Exercise directions => Below are the entries. Transcribe exactly the lines from the one with "let mut cursor" through the one with "let inner = read_element(&mut", ends included, and leave out all others.
### Entries provided ###
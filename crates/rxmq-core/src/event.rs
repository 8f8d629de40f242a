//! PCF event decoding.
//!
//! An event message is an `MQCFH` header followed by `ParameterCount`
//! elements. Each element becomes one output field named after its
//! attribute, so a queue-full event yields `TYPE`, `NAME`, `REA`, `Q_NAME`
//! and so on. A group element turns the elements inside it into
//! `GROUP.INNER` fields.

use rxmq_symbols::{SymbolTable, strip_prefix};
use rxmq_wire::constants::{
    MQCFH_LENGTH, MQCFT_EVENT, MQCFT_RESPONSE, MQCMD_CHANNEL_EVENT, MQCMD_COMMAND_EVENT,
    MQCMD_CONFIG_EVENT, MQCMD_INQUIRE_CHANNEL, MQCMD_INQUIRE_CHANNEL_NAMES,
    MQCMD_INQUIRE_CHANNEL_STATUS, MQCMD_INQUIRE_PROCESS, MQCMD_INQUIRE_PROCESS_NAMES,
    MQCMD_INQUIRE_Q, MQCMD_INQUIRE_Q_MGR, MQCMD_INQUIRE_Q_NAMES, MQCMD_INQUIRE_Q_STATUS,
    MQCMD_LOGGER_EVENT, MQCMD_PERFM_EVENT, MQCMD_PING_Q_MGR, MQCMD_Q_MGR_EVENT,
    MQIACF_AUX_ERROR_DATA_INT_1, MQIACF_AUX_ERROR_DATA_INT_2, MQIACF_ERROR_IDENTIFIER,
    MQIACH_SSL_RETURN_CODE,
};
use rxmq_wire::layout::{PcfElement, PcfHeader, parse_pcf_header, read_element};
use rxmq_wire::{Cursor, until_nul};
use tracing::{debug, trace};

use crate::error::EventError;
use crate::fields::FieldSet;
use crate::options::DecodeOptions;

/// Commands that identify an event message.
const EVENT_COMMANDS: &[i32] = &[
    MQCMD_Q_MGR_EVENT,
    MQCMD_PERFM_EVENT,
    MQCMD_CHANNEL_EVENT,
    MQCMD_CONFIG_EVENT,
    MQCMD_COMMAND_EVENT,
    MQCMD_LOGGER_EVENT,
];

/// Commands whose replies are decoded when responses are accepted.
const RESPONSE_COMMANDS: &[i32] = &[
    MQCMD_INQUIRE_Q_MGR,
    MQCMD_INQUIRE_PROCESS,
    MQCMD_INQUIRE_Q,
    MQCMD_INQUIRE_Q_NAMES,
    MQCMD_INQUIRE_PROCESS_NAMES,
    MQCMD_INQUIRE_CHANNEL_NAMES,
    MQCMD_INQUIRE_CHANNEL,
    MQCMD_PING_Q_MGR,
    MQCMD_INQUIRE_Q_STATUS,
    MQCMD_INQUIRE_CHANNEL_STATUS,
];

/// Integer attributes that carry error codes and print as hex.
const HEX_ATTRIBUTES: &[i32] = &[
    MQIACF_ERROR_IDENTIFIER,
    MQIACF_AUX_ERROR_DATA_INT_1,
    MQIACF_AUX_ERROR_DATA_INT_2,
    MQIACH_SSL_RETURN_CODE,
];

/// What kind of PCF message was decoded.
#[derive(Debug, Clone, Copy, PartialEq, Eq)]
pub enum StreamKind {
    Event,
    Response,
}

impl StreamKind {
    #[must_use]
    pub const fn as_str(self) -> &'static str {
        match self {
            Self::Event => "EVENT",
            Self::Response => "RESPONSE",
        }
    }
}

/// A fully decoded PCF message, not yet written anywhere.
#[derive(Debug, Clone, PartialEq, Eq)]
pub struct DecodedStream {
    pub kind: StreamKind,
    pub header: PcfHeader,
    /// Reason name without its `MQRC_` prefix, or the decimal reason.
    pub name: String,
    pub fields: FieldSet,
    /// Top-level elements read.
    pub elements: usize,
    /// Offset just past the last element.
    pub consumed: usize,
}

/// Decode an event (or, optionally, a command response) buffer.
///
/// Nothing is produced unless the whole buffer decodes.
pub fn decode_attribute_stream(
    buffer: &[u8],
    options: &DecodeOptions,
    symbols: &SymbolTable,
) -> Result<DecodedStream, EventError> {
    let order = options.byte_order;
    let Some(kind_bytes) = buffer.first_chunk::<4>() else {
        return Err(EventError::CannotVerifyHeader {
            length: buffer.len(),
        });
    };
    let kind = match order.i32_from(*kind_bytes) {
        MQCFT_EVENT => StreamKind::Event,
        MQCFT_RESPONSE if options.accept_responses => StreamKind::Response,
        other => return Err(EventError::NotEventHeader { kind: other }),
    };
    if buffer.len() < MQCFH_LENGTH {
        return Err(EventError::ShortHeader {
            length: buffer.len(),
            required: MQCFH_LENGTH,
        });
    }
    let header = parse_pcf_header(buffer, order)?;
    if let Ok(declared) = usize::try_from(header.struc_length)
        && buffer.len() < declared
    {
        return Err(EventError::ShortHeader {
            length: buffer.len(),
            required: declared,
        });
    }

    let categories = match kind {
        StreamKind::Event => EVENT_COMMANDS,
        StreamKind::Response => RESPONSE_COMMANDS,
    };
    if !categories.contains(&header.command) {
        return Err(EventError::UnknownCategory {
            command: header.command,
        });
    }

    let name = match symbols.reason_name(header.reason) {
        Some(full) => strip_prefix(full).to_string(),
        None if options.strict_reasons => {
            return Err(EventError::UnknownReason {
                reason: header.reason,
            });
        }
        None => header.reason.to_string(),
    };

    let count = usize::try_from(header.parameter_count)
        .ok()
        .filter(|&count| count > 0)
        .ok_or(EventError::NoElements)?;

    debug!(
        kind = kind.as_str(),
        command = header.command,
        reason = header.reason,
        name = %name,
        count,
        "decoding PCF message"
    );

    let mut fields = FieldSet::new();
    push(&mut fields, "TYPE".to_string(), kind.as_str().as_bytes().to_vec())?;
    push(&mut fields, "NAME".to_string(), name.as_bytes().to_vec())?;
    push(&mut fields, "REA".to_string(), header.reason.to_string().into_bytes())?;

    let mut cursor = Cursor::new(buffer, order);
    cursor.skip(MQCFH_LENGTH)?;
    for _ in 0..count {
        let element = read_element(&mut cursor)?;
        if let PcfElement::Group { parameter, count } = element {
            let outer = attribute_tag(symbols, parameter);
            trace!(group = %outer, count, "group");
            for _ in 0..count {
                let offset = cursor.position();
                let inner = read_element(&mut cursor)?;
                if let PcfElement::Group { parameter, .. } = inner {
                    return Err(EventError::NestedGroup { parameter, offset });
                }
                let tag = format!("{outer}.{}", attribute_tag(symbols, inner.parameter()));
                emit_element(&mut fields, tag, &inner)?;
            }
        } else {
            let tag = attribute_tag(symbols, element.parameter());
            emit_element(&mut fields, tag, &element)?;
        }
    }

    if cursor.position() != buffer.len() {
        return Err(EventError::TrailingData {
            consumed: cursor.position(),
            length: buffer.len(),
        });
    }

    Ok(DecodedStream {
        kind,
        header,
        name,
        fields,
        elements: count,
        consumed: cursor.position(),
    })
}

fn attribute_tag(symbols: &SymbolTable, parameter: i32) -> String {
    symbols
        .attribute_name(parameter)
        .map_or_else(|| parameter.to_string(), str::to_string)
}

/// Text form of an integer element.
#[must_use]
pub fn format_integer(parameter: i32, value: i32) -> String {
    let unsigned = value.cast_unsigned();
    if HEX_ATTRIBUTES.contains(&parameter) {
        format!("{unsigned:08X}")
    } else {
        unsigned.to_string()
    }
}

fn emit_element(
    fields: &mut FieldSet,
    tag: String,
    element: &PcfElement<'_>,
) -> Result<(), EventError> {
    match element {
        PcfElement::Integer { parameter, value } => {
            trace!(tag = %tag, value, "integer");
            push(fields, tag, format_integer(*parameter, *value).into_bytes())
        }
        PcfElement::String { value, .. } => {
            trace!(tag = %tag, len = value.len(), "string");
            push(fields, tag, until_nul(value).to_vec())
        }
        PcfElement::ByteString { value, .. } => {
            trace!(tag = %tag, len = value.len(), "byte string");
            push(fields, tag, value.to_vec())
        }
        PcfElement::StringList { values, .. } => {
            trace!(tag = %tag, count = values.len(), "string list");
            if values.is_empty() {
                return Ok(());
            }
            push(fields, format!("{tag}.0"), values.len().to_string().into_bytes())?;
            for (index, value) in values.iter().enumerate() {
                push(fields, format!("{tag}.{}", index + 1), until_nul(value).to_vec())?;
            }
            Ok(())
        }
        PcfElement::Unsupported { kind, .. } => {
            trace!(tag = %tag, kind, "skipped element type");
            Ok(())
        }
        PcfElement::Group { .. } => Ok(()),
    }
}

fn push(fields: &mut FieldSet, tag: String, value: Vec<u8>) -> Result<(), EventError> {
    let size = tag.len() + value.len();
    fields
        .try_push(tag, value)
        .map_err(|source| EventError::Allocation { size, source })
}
###
Solution below =>
    let mut cursor = Cursor::new(buffer, order);
    cursor.skip(MQCFH_LENGTH)?;
    for _ in 0..count {
        let element = read_element(&mut cursor)?;
        if let PcfElement::Group { parameter, count } = element {
            let outer = attribute_tag(symbols, parameter);
            trace!(group = %outer, count, "group");
            for _ in 0..count {
                let offset = cursor.position();
                let inner = read_element(&mut cursor)?;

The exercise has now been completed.